Comparative phosphoproteome analysis of Magnaporthe oryzae-responsive proteins in susceptible and resistant rice cultivars.

UNLABELLED

To explore the molecular mechanisms involved in the rice-Magnaporthe oryzae interaction, we conducted a time-course phosphoproteomic analysis of leaf samples from resistant and susceptible rice cultivars infected with M. oryzae, with emphasis on the initial biotrophic phase of the interaction. Phosphoproteomic profiling analysis led to the identification of 56 M. oryzae-regulated phosphoprotein spots.
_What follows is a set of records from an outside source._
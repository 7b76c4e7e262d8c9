pub mod cache;
pub mod embedding;
pub mod entitlement;
pub mod feedback;
pub mod kafka;
pub mod preference;
pub mod recommendation;
pub mod refiner;
pub mod storage;
pub mod sync;
pub mod vector_db;
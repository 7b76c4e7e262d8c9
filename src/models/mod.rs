mod ids;

pub use ids::{IdParseError, ItemId, UserId};

use crate::error::EngineError;
use chrono::{DateTime, Utc};
use serde::{Deserialize, Serialize};
use std::fmt;
use std::str::FromStr;
use uuid::Uuid;

pub const METADATA_SCHEMA_VERSION: u16 = 1;

/// Descriptive catalog metadata attached to every embedded item.
#[derive(Debug, Clone, PartialEq, Serialize, Deserialize)]
pub struct ItemMetadata {
    #[serde(default = "default_schema_version")]
    pub schema_version: u16,
    pub name: String,
    #[serde(default)]
    pub genres: Vec<String>,
    #[serde(default)]
    pub tags: Vec<String>,
    /// Percentage of positive reviews, 0..=100.
    pub review_score: Option<f32>,
    #[serde(default)]
    pub review_count: u32,
    pub release_year: Option<u16>,
    #[serde(default)]
    pub is_free: bool,
}

fn default_schema_version() -> u16 {
    METADATA_SCHEMA_VERSION
}

#[derive(Debug, Clone, Serialize, Deserialize)]
pub struct ItemEmbedding {
    pub item_id: ItemId,
    pub vector: Vec<f32>,
    pub metadata: ItemMetadata,
}

/// One owned game in a user's library, as reported by the last sync.
#[derive(Debug, Clone, PartialEq, Serialize, Deserialize)]
pub struct OwnedItemSignal {
    pub user_id: UserId,
    pub item_id: ItemId,
    pub playtime_minutes: u32,
    pub last_played_at: Option<DateTime<Utc>>,
    /// Achievement completion in 0..=1, present only when it was fetched.
    pub completion_ratio: Option<f32>,
    #[serde(default)]
    pub genres: Vec<String>,
}

#[derive(Debug, Clone, Default, PartialEq, Eq, Serialize, Deserialize)]
pub struct BuildReport {
    pub contributing_items: u32,
    pub below_threshold: u32,
    pub missing_embedding: u32,
}

#[derive(Debug, Clone, PartialEq, Serialize, Deserialize)]
pub struct PreferenceVector {
    pub user_id: UserId,
    pub vector: Vec<f32>,
    pub updated_at: DateTime<Utc>,
    pub contributing_items: u32,
    pub report: BuildReport,
}

#[derive(Debug, Clone, PartialEq, Serialize, Deserialize)]
pub struct LearnedVector {
    pub user_id: UserId,
    pub vector: Vec<f32>,
    /// Copy of the preference vector taken when the first feedback arrived.
    pub seed: Vec<f32>,
    pub feedback_count: u32,
    pub updated_at: DateTime<Utc>,
}

#[derive(Debug, Clone, Copy, PartialEq, Eq, Hash, Serialize, Deserialize)]
#[serde(rename_all = "snake_case")]
pub enum FeedbackLabel {
    StrongLike,
    Like,
    Dislike,
    StrongDislike,
}

impl FeedbackLabel {
    pub const ALL: [FeedbackLabel; 4] = [
        FeedbackLabel::StrongLike,
        FeedbackLabel::Like,
        FeedbackLabel::Dislike,
        FeedbackLabel::StrongDislike,
    ];

    pub fn as_str(self) -> &'static str {
        match self {
            FeedbackLabel::StrongLike => "strong_like",
            FeedbackLabel::Like => "like",
            FeedbackLabel::Dislike => "dislike",
            FeedbackLabel::StrongDislike => "strong_dislike",
        }
    }

    pub fn is_positive(self) -> bool {
        matches!(self, FeedbackLabel::StrongLike | FeedbackLabel::Like)
    }
}

impl fmt::Display for FeedbackLabel {
    fn fmt(&self, f: &mut fmt::Formatter<'_>) -> fmt::Result {
        f.write_str(self.as_str())
    }
}

impl FromStr for FeedbackLabel {
    type Err = EngineError;

    fn from_str(s: &str) -> Result<Self, Self::Err> {
        FeedbackLabel::ALL
            .into_iter()
            .find(|label| label.as_str() == s)
            .ok_or_else(|| {
                EngineError::Validation(format!(
                    "unsupported feedback label {s:?}; expected one of strong_like, like, dislike, strong_dislike"
                ))
            })
    }
}

#[derive(Debug, Clone, PartialEq, Serialize, Deserialize)]
pub struct FeedbackEvent {
    pub user_id: UserId,
    pub item_id: ItemId,
    pub label: FeedbackLabel,
    pub created_at: DateTime<Utc>,
    pub updated_at: DateTime<Utc>,
    /// Cleared by a learned-vector reset; inactive events stay listed but
    /// no longer shape the learned vector.
    pub active: bool,
}

impl FeedbackEvent {
    pub fn new(user_id: UserId, item_id: ItemId, label: FeedbackLabel, at: DateTime<Utc>) -> Self {
        Self {
            user_id,
            item_id,
            label,
            created_at: at,
            updated_at: at,
            active: true,
        }
    }
}

/// Feedback event joined with the item's display metadata.
#[derive(Debug, Clone, Serialize, Deserialize)]
pub struct FeedbackEntry {
    pub item_id: ItemId,
    pub label: FeedbackLabel,
    pub submitted_at: DateTime<Utc>,
    pub active: bool,
    pub name: Option<String>,
    pub genres: Vec<String>,
    pub review_score: Option<f32>,
}

#[derive(Debug, Clone, Default, Serialize, Deserialize)]
pub struct FeedbackSummary {
    pub positive: Vec<FeedbackEntry>,
    pub negative: Vec<FeedbackEntry>,
}

/// Which vector drives a retrieval call.
#[derive(Debug, Clone, PartialEq, Serialize, Deserialize)]
#[serde(tag = "kind", rename_all = "snake_case")]
pub enum QuerySource {
    Preference,
    Blended,
    Text { query: String },
}

impl Default for QuerySource {
    fn default() -> Self {
        QuerySource::Blended
    }
}

/// Compiled filter and scoring contract shared by every retrieval mode.
#[derive(Debug, Clone, PartialEq, Serialize, Deserialize)]
pub struct RankingFilters {
    pub min_review_score: Option<f32>,
    #[serde(default)]
    pub free_only: bool,
    pub release_year_min: Option<u16>,
    pub release_year_max: Option<u16>,
    #[serde(default)]
    pub genres: Vec<String>,
    #[serde(default)]
    pub tags: Vec<String>,
    #[serde(default = "neutral_popularity")]
    pub popularity_score: u8,
}

pub const NEUTRAL_POPULARITY: u8 = 50;

fn neutral_popularity() -> u8 {
    NEUTRAL_POPULARITY
}

impl Default for RankingFilters {
    fn default() -> Self {
        Self {
            min_review_score: None,
            free_only: false,
            release_year_min: None,
            release_year_max: None,
            genres: Vec::new(),
            tags: Vec::new(),
            popularity_score: NEUTRAL_POPULARITY,
        }
    }
}

#[derive(Debug, Clone, Serialize, Deserialize)]
pub struct RecommendationRequest {
    #[serde(default)]
    pub source: QuerySource,
    pub limit: Option<usize>,
    #[serde(default)]
    pub exclude_owned: bool,
    pub mood: Option<String>,
    /// Explicit values override the mood preset.
    pub min_review_score: Option<f32>,
    pub free_only: Option<bool>,
    pub release_year_min: Option<u16>,
    pub release_year_max: Option<u16>,
    pub genres: Option<Vec<String>>,
    pub tags: Option<Vec<String>>,
    pub popularity_score: Option<u8>,
}

impl RecommendationRequest {
    pub fn new(source: QuerySource) -> Self {
        Self {
            source,
            limit: None,
            exclude_owned: false,
            mood: None,
            min_review_score: None,
            free_only: None,
            release_year_min: None,
            release_year_max: None,
            genres: None,
            tags: None,
            popularity_score: None,
        }
    }

    pub fn with_limit(mut self, limit: usize) -> Self {
        self.limit = Some(limit);
        self
    }

    pub fn with_popularity(mut self, score: u8) -> Self {
        self.popularity_score = Some(score);
        self
    }

    pub fn excluding_owned(mut self) -> Self {
        self.exclude_owned = true;
        self
    }
}

#[derive(Debug, Clone, Serialize, Deserialize)]
pub struct RecommendationItem {
    pub item_id: ItemId,
    pub name: String,
    pub similarity: f32,
    pub distance: f32,
    pub review_count: u32,
    pub review_score: Option<f32>,
    pub genres: Vec<String>,
    pub tags: Vec<String>,
}

#[derive(Debug, Clone, Serialize, Deserialize)]
pub struct RecommendationResponse {
    pub user_id: UserId,
    pub recommendations: Vec<RecommendationItem>,
    /// Review-count cutoff applied by popularity re-ranking, if any.
    pub popularity_threshold: Option<f64>,
    pub generated_at: DateTime<Utc>,
}

#[derive(Debug, Clone, Serialize, Deserialize)]
pub struct UnplayedGem {
    pub item_id: ItemId,
    pub name: String,
    pub similarity: f32,
    pub playtime_minutes: u32,
    pub justification: String,
}

#[derive(Debug, Clone, PartialEq, Serialize, Deserialize)]
pub struct DailyPick {
    pub user_id: UserId,
    pub day: chrono::NaiveDate,
    pub item_id: ItemId,
    pub name: String,
    pub similarity: f32,
}

#[derive(Debug, Clone, Serialize, Deserialize)]
pub struct FollowUpQuestion {
    pub prompt: String,
    pub options: Vec<String>,
}

#[derive(Debug, Clone, Serialize, Deserialize)]
pub struct RefinementResponse {
    pub session_id: Uuid,
    pub round: u8,
    pub max_rounds: u8,
    pub query: String,
    pub recommendations: Vec<RecommendationItem>,
    pub follow_up: Vec<FollowUpQuestion>,
}

/// Opens a refinement session over a free-text query.
#[derive(Debug, Clone, Serialize, Deserialize)]
pub struct StartRefinementRequest {
    pub query: String,
    pub limit: Option<usize>,
    #[serde(default)]
    pub exclude_owned: bool,
    pub mood: Option<String>,
    pub popularity_score: Option<u8>,
}

#[derive(Debug, Clone, Serialize, Deserialize)]
pub struct RefineRequest {
    pub selections: Vec<String>,
}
MALDI-TOF/TOF analysis unveiled 53 phosphoproteins belonging to 12 functional categories. Phosphorylation within 7 identified phosphoproteins was verified by mapping the phosphorylation sites by nanoLC-MS/MS. Although the phosphoproteins involved in photosynthesis, antioxidation, and protein folding showed similar changes in both compatible and incompatible interactions, differential regulation between the two interactions was documented for the phosphorylation status of defense-related proteins, signaling-related proteins, microtubule-associated proteins, energy-related enzymes, and amino acid synthesis-related proteins. Rice resistance is likely related to several rapidly and strongly triggered signal transduction cascades (e.g., Rac GTPases- and H2O2-mediated rice defense signaling) resulting in a multiple-level activation of defense responses. The six differentially expressed mRNA encoding proteins were measured by quantitative real-time PCR (qRT-PCR). This study provides useful clues for the further exploration of the sophisticated regulatory mechanisms of M. oryzae-rice interactions.

BIOLOGICAL SIGNIFICANCE

Although large-scale identification of phosphorylated proteins has been carried out in rice, there is little report on the rice phosphoproteome in response to pathogens in general and in response to M. oryzae in particular. In this study, a time-course comparative phosphoproteomics was performed to analyze the changes of phosphoprotein profiles in rice leaves during early compatible and incompatible interactions with M. oryzae by using a combination of PEG prefractionation, Al(OH)3-MOAC, 2-DE, Pro-Q DPS and mass spectrometry. Fifty-six M. oryzae-regulated phosphoproteins were identified successfully and phosphorylation within 7 identified phosphoproteins was verified by mapping the phosphorylation sites by nanoLC-MS/MS. Our study provides novel insights into the functions of proteins involved in rice resistance and the molecular mechanism of rice resistance against M. oryzae. Furthermore, we propose the working model for the signaling pathways of rice defense in response to M. oryzae.